▸ **WHAT THE EXERCISE ASKS**
Your task is to gather the lines below that hold the string "LockError".

Stored data
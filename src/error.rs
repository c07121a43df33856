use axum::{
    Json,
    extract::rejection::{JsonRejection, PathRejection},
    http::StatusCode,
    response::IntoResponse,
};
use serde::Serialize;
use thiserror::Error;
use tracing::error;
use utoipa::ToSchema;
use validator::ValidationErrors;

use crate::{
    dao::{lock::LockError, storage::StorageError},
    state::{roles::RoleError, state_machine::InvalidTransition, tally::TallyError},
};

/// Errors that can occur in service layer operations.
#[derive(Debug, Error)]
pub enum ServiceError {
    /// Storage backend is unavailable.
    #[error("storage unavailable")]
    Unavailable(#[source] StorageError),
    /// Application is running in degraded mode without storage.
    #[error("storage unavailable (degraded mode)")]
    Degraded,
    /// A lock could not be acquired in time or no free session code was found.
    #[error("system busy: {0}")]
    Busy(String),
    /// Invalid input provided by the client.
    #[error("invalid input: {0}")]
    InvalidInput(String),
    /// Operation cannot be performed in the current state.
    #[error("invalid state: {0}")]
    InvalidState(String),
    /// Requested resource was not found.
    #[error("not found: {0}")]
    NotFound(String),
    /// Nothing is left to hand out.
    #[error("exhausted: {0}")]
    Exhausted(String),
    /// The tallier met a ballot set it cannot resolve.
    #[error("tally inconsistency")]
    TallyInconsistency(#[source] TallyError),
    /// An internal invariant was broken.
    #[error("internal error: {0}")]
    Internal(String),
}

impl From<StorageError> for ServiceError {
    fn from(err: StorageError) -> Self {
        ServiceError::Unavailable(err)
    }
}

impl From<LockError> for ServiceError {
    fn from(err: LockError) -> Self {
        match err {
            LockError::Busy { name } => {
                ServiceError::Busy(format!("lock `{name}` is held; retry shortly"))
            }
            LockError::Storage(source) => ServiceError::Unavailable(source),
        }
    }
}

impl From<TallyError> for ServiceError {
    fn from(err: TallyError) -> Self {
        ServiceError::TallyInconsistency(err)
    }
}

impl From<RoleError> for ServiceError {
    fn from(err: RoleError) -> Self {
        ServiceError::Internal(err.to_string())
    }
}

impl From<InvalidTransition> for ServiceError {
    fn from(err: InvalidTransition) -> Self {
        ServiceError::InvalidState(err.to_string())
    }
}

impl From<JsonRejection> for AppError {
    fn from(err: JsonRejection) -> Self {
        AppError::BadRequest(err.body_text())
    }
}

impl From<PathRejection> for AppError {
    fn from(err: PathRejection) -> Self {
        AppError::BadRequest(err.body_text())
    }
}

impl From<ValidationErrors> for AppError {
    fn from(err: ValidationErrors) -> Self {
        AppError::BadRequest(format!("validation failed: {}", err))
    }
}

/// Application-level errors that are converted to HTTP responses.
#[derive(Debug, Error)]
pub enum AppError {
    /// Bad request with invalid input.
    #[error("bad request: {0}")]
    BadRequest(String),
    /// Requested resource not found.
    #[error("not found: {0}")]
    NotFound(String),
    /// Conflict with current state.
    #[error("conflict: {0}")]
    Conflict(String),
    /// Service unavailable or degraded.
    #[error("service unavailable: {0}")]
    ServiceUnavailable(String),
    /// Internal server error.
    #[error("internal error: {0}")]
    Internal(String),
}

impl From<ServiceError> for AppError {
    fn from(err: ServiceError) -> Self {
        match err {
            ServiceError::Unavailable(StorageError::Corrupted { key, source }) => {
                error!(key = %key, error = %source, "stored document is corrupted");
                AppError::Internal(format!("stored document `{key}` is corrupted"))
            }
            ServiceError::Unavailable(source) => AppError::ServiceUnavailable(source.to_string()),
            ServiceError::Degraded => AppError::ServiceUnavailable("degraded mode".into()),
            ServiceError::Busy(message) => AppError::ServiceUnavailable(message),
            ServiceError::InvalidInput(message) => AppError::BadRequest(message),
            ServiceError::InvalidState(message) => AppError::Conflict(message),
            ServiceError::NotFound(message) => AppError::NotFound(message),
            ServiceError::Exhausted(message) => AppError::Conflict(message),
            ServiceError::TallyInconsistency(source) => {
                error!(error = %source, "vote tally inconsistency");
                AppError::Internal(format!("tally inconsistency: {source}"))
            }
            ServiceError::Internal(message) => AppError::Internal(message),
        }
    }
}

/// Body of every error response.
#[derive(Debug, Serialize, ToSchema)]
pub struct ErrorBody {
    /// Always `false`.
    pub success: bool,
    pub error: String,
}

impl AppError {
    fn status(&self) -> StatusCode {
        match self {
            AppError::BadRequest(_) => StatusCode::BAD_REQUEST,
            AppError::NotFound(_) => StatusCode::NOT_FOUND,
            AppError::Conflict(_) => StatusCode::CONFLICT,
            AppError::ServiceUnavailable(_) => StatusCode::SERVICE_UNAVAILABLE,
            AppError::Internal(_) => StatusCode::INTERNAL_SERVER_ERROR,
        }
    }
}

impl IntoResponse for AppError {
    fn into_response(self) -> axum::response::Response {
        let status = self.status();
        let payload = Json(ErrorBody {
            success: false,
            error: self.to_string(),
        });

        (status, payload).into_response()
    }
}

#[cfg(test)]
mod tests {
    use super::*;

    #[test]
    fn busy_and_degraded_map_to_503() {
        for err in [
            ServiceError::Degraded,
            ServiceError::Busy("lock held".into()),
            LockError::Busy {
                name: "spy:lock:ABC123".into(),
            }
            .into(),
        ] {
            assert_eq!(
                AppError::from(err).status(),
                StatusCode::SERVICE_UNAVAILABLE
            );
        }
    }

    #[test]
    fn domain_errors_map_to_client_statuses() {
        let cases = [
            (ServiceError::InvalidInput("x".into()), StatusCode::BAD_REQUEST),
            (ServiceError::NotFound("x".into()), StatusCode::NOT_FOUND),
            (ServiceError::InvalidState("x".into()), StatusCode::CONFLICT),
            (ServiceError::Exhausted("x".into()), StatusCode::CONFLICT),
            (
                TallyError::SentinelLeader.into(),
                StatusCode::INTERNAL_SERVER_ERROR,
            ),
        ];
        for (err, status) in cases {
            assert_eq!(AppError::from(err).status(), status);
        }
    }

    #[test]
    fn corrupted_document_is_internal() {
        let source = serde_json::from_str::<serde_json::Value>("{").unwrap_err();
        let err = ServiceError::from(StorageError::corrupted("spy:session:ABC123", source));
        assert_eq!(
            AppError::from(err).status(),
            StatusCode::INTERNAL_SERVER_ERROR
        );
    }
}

▸ **OUTPUT FOR THIS TASK**
    dao::{lock::LockError, storage::StorageError},
impl From<LockError> for ServiceError {
    fn from(err: LockError) -> Self {
            LockError::Busy { name } => {
            LockError::Storage(source) => ServiceError::Unavailable(source),
            LockError::Busy {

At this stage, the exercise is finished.